Please repeat each line of the data exactly, with nothing left out.

RECORDS TO PROCESS Block Start

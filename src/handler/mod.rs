//! Handler plumbing: the `(request, options) -> future<response>` shape every
//! middleware layer shares, and the [`Transport`] seam below it.

use std::fmt;
use std::future::Future;
use std::sync::Arc;

use futures_util::FutureExt;
use futures_util::future::BoxFuture;

use crate::bridge::{WireRequest, WireResponse};
use crate::error::Error;
use crate::lifecycle::RequestFsm;
use crate::options::RequestOptions;
use crate::request::Request;
use crate::response::Response;

#[cfg(feature = "hyper-transport")]
pub mod hyper;
pub mod mock;

pub type ResponseFuture = BoxFuture<'static, Result<Response, Error>>;

/// Lowest layer: performs the exchange described by a wire request.
///
/// A transport must resolve to a [`WireResponse`] carrying a status, an
/// error, or both. Anything else is reported as a transport contract fault.
pub trait Transport: Send + Sync {
    fn send(&self, request: WireRequest) -> BoxFuture<'static, WireResponse>;
}

impl<F, Fut> Transport for F
where
    F: Fn(WireRequest) -> Fut + Send + Sync,
    Fut: Future<Output = WireResponse> + Send + 'static,
{
    fn send(&self, request: WireRequest) -> BoxFuture<'static, WireResponse> {
        self(request).boxed()
    }
}

/// A composed send function.
#[derive(Clone)]
pub struct Handler(Arc<dyn Fn(Request, RequestOptions) -> ResponseFuture + Send + Sync>);

impl Handler {
    pub fn new<F>(handler: F) -> Self
    where
        F: Fn(Request, RequestOptions) -> ResponseFuture + Send + Sync + 'static,
    {
        Self(Arc::new(handler))
    }

    /// Terminal handler that drives each request through the lifecycle
    /// machine over `transport`.
    pub fn from_transport(transport: impl Transport + 'static) -> Self {
        RequestFsm::new(transport).into_handler()
    }

    pub fn call(&self, request: Request, options: RequestOptions) -> ResponseFuture {
        (self.0)(request, options)
    }
}

impl fmt::Debug for Handler {
    fn fmt(&self, formatter: &mut fmt::Formatter<'_>) -> fmt::Result {
        formatter.write_str("Handler")
    }
}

RECORDS TO PROCESS Block End

ANSWER BOX =
filename src/handler/mod.rs
//! Handler plumbing: the `(request, options) -> future<response>` shape every
//! middleware layer shares, and the [`Transport`] seam below it.

use std::fmt;
use std::future::Future;
use std::sync::Arc;

use futures_util::FutureExt;
use futures_util::future::BoxFuture;

use crate::bridge::{WireRequest, WireResponse};
use crate::error::Error;
use crate::lifecycle::RequestFsm;
use crate::options::RequestOptions;
use crate::request::Request;
use crate::response::Response;

#[cfg(feature = "hyper-transport")]
pub mod hyper;
pub mod mock;

pub type ResponseFuture = BoxFuture<'static, Result<Response, Error>>;

/// Lowest layer: performs the exchange described by a wire request.
///
/// A transport must resolve to a [`WireResponse`] carrying a status, an
/// error, or both. Anything else is reported as a transport contract fault.
pub trait Transport: Send + Sync {
    fn send(&self, request: WireRequest) -> BoxFuture<'static, WireResponse>;
}

impl<F, Fut> Transport for F
where
    F: Fn(WireRequest) -> Fut + Send + Sync,
    Fut: Future<Output = WireResponse> + Send + 'static,
{
    fn send(&self, request: WireRequest) -> BoxFuture<'static, WireResponse> {
        self(request).boxed()
    }
}

/// A composed send function.
#[derive(Clone)]
pub struct Handler(Arc<dyn Fn(Request, RequestOptions) -> ResponseFuture + Send + Sync>);

impl Handler {
    pub fn new<F>(handler: F) -> Self
    where
        F: Fn(Request, RequestOptions) -> ResponseFuture + Send + Sync + 'static,
    {
        Self(Arc::new(handler))
    }

    /// Terminal handler that drives each request through the lifecycle
    /// machine over `transport`.
    pub fn from_transport(transport: impl Transport + 'static) -> Self {
        RequestFsm::new(transport).into_handler()
    }

    pub fn call(&self, request: Request, options: RequestOptions) -> ResponseFuture {
        (self.0)(request, options)
    }
}

impl fmt::Debug for Handler {
    fn fmt(&self, formatter: &mut fmt::Formatter<'_>) -> fmt::Result {
        formatter.write_str("Handler")
    }
}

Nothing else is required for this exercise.